Without looking too deeply, the only missing items I see on the IE9 feature list are MathXML which I don’t personally use but is important for academia, and WebWorkers. Missing WebWorkers is a bit of a disappointment, but it is still early, and they could still pull that rabbit out of their hat. If not, we may need to wait until IE10 to do high performance coding like 3D. They are missing CSS animations too, but admittedly, that specification is still an early working draft.

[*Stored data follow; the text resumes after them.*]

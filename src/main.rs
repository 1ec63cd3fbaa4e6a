use aldeias_tui::app::{App, Focus};
use aldeias_tui::binder::{Catalog, ViewBinder};
use aldeias_tui::config::AppConfig;
use aldeias_tui::data::{self, Dataset};
use aldeias_tui::filter::AggregateCount;
use aldeias_tui::ui;
use anyhow::{Context, Result};
use clap::{Parser, Subcommand};
use crossterm::event::{
    self, DisableMouseCapture, EnableMouseCapture, Event, KeyCode, KeyEventKind, MouseButton,
    MouseEvent, MouseEventKind,
};
use crossterm::execute;
use ratatui::DefaultTerminal;
use std::fs::File;
use std::path::{Path, PathBuf};
use std::sync::{Arc, Mutex};
use std::time::Duration;
use tracing_subscriber::EnvFilter;

#[derive(Parser)]
#[command(author, version, about, long_about = None)]
struct Cli {
    /// TOML configuration file (defaults apply when ./config.toml is absent)
    #[arg(short, long, value_name = "FILE", global = true)]
    config: Option<PathBuf>,

    /// Dataset CSV, overriding `input.dataset`
    #[arg(long, value_name = "FILE", global = true)]
    data: Option<PathBuf>,

    /// Increase log verbosity (-v info, -vv debug, -vvv trace)
    #[arg(short, long, action = clap::ArgAction::Count, global = true)]
    verbose: u8,

    #[command(subcommand)]
    command: Option<Commands>,
}

#[derive(Subcommand)]
enum Commands {
    /// Open the interactive dashboard (default)
    Browse,
    /// Print the derived views for a selection as JSON
    Export {
        /// Region name to select (repeatable)
        #[arg(long = "region", value_name = "REGION")]
        regions: Vec<String>,
        /// State code to select (repeatable)
        #[arg(long = "state", value_name = "UF")]
        states: Vec<String>,
        #[arg(long)]
        pretty: bool,
    },
    /// Print the per-state locality counts for a selection
    Counts {
        #[arg(long = "region", value_name = "REGION")]
        regions: Vec<String>,
        #[arg(long = "state", value_name = "UF")]
        states: Vec<String>,
    },
}

fn main() -> Result<()> {
    let cli = Cli::parse();

    let mut config = match &cli.config {
        Some(path) => AppConfig::load_from_file(path)?,
        None => AppConfig::load_or_default(Path::new("config.toml"))?,
    };
    if let Some(path) = &cli.data {
        config.input.dataset = path.clone();
    }

    let command = cli.command.unwrap_or(Commands::Browse);
    let log_to_file = matches!(command, Commands::Browse);
    init_tracing(cli.verbose, &config, log_to_file)?;

    let catalog = Arc::new(load_catalog(&config)?);

    match command {
        Commands::Browse => browse(catalog, &config),
        Commands::Export {
            regions,
            states,
            pretty,
        } => {
            let mut binder = ViewBinder::new(catalog, config.view.stale_states);
            binder.region_selection_changed(regions);
            let views = binder.state_selection_changed(states);
            let json = if pretty {
                serde_json::to_string_pretty(&views)?
            } else {
                serde_json::to_string(&views)?
            };
            println!("{}", json);
            Ok(())
        }
        Commands::Counts { regions, states } => {
            let mut binder = ViewBinder::new(catalog, config.view.stale_states);
            binder.region_selection_changed(regions);
            let views = binder.state_selection_changed(states);
            print_counts(&views.counts);
            Ok(())
        }
    }
}

fn init_tracing(verbose: u8, config: &AppConfig, log_to_file: bool) -> Result<()> {
    let filter = match verbose {
        0 => EnvFilter::try_from_default_env().unwrap_or_else(|_| {
            EnvFilter::new(config.log.level.as_deref().unwrap_or("info"))
        }),
        1 => EnvFilter::new("info"),
        2 => EnvFilter::new("debug"),
        _ => EnvFilter::new("trace"),
    };

    if log_to_file {
        // The dashboard owns the terminal, so logs go to a file
        let file = File::create(&config.log.file)
            .with_context(|| format!("Failed to create log file: {:?}", config.log.file))?;
        tracing_subscriber::fmt()
            .with_env_filter(filter)
            .with_ansi(false)
            .with_writer(Mutex::new(file))
            .init();
    } else {
        tracing_subscriber::fmt()
            .with_env_filter(filter)
            .with_target(false)
            .with_writer(std::io::stderr)
            .init();
    }
    Ok(())
}

fn load_catalog(config: &AppConfig) -> Result<Catalog> {
    let dataset = Dataset::load(&config.input.dataset, config.delimiter()?)
        .with_context(|| format!("Failed to load dataset {:?}", config.input.dataset))?;
    Ok(Catalog::new(dataset))
}

fn print_counts(counts: &[AggregateCount]) {
    let region_width = counts.iter().map(|c| c.region.chars().count()).max().unwrap_or(0).max(6);
    let state_width = counts.iter().map(|c| c.state_name.chars().count()).max().unwrap_or(0).max(6);

    println!(
        "{:<rw$}  {:<4}  {:<sw$}  {:<4}  {:>6}",
        "REGIAO",
        "SIG",
        "ESTADO",
        "UF",
        "ALDEIAS",
        rw = region_width,
        sw = state_width
    );
    for c in counts {
        println!(
            "{:<rw$}  {:<4}  {:<sw$}  {:<4}  {:>6}",
            c.region,
            c.region_code,
            c.state_name,
            c.state,
            c.count,
            rw = region_width,
            sw = state_width
        );
    }
    let total: u64 = counts.iter().map(|c| c.count).sum();
    println!("total: {}", total);
}

fn browse(catalog: Arc<Catalog>, config: &AppConfig) -> Result<()> {
    // Initialize terminal
    let mut terminal = ratatui::init();
    terminal.clear()?;

    // Enable mouse capture
    execute!(std::io::stdout(), EnableMouseCapture)?;

    // Run the app
    let result = run(&mut terminal, catalog, config);

    // Disable mouse capture and restore terminal
    let _ = execute!(std::io::stdout(), DisableMouseCapture);
    ratatui::restore();

    result
}

/// Handle mouse events for hover, panning and zooming
fn handle_mouse(app: &mut App, mouse: MouseEvent) {
    match mouse.kind {
        MouseEventKind::Moved => app.hover(mouse.column, mouse.row),
        MouseEventKind::ScrollUp => app.zoom_in_at(mouse.column, mouse.row),
        MouseEventKind::ScrollDown => app.zoom_out_at(mouse.column, mouse.row),
        MouseEventKind::Down(MouseButton::Left) => app.start_drag(mouse.column, mouse.row),
        MouseEventKind::Drag(MouseButton::Left) => app.handle_drag(mouse.column, mouse.row),
        MouseEventKind::Up(MouseButton::Left) => app.end_drag(),
        _ => {}
    }
}

fn run(terminal: &mut DefaultTerminal, catalog: Arc<Catalog>, config: &AppConfig) -> Result<()> {
    let size = terminal.size()?;
    let mut app = App::new(catalog, config, size.width, size.height);

    if let Some(path) = &config.input.outline {
        match data::load_outline(path) {
            Ok(lines) => app.map_renderer.set_outline(lines),
            Err(e) => tracing::warn!("outline not loaded: {:#}", e),
        }
    }

    loop {
        terminal.draw(|frame| ui::render(frame, &app))?;

        if event::poll(Duration::from_millis(16))? {
            match event::read()? {
                Event::Key(key) if key.kind == KeyEventKind::Press => match key.code {
                    KeyCode::Char('q') | KeyCode::Esc => app.quit(),

                    KeyCode::Tab => app.focus_next(),
                    KeyCode::BackTab => app.focus_prev(),

                    KeyCode::Up | KeyCode::Char('k') => app.move_up(),
                    KeyCode::Down | KeyCode::Char('j') => app.move_down(),
                    KeyCode::Left | KeyCode::Char('h') if app.focus == Focus::Map => app.pan(-10, 0),
                    KeyCode::Right | KeyCode::Char('l') if app.focus == Focus::Map => app.pan(10, 0),

                    KeyCode::Char(' ') | KeyCode::Enter => app.toggle(),
                    KeyCode::Char('c') => app.clear_focused(),

                    KeyCode::Char('+') | KeyCode::Char('=') => app.zoom_in(),
                    KeyCode::Char('-') | KeyCode::Char('_') => app.zoom_out(),
                    KeyCode::Char('o') => app.map_renderer.toggle_outline(),
                    KeyCode::Char('r') | KeyCode::Char('0') => app.reset_view(),

                    _ => {}
                },
                Event::Mouse(mouse) => handle_mouse(&mut app, mouse),
                Event::Resize(width, height) => app.resize(width, height),
                _ => {}
            }
        }

        if app.should_quit {
            break;
        }
    }

    Ok(())
}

The browser looks to not only be standards compliant but bad ass fast, thanks to hardware acceleration. Video, SVG, and even canvas all use GPU acceleration. The performance tests shown on a recent blog post video are fantastic, with IE9 just stomping the bejesus out of Firefox. The IE Team promises, and shows, that building web applications in a browser will utilize all the power of Windows and the computer behind it – so they will be just as powerful as any desktop application… and sometimes more so.
…or Stealth Puppy?
Is MS building a powerful browser that can beat Firefox into submission and rival the tough kid, Webkit? Or are they lulling us into forgiving them with this cute little GPU-powered puppy; and when we get it home we find that it chews up our underwear, knocks over our trash and pees on our bed? Will this be a solid application platform or a bug-ridden mess?
We’re hoping Microsoft has matured, but we’ve matured as well. As developers we’ve learned not to complain about having to write code that works on both Netscape and IE – the horror! We’ve seen the dark side in having to develop to Firefox, Webkit, and IE8, IE7 and another big gob of messy IE6 code. We get it. Microsoft, give us a great browser like you did ten years ago, so we can say strange things like “Gee, I wish IE had a Mac version.”